According to a recent study by IDC, revenues from voice telephony are now declining in most European countries. This is due to a decline in connections and traffic revenue resulting from mobile substitution, dial-up broadband migration which offers unlimited use for a flat-rate monthly subscription, and increasing competition from both traditional voice carriers and those offering voice over IP (VoIP).
IDC estimates Fixed Telephony Services in Western Europe, Forecast and Analysis, 20032008 that due to the above trends, the European fixed-voice market will decline from $108 billion in 2003 to $95 billion by 2008, which represents a compound annual growth rate (CAGR) of -3%. ‘This means a loss of $13 billion over the next five years a massive amount of revenue that will disappear over a relatively short period of time,‘ said Jill Finger Gibson, research director of IDC’s European Fixed-Voice Communications service.

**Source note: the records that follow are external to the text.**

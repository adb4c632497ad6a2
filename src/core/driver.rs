//! Hardware abstraction traits for the sensing loop
//!
//! The acquisition layer and the timing primitive live outside this crate.
//! These traits describe the contract the sensing code relies on; the
//! `devices` module provides a simulated implementation.

use crate::core::types::SensorId;
use std::time::Duration;

/// Raw access to the wall-sensor ADC front end.
///
/// The acquisition layer alternates the infrared emitters and latches one
/// emitter-on and one emitter-off sample per sensor each cycle. Both must
/// be readable for every [`SensorId`] on every call.
pub trait WallSensorAdc {
    /// Most recent emitter-on ADC sample for a sensor
    fn raw_on(&mut self, id: SensorId) -> u16;

    /// Most recent emitter-off ADC sample for a sensor
    fn raw_off(&mut self, id: SensorId) -> u16;

    /// Combine an on/off sample pair into a single response magnitude.
    ///
    /// Larger response means a closer object. The value is strictly
    /// positive for any physically valid separation; a degenerate pair
    /// may yield zero or a negative value, which the distance engine
    /// propagates rather than rejects.
    fn response(&self, on: u16, off: u16) -> f32;
}

/// Blocking delay primitive, used only by the calibration routine
pub trait Delay {
    /// Block the calling context for `period`
    fn wait(&mut self, period: Duration);
}

/// [`Delay`] backed by `std::thread::sleep`
#[derive(Debug, Default, Clone, Copy)]
pub struct SystemDelay;

impl Delay for SystemDelay {
    fn wait(&mut self, period: Duration) {
        std::thread::sleep(period);
    }
}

With the total market declining, service providers have entered a fierce battle for market share. ‘However, this can only be a short-term strategy; in the longer term, voice service providers will need to think about the viability of offering traditional fixed-voice services at all. Any PSTN providers, particularly incumbents, which have not yet begun to plan a roadmap for transition to the VoIP world will find themselves in serious trouble by 2008, and possibly out of business entirely,‘ said Finger Gibson. New pricing and packaging, new handsets, and additional value-added services over the PSTN are short-term measures that will stem further losses, but are not enough to ensure long-term growth.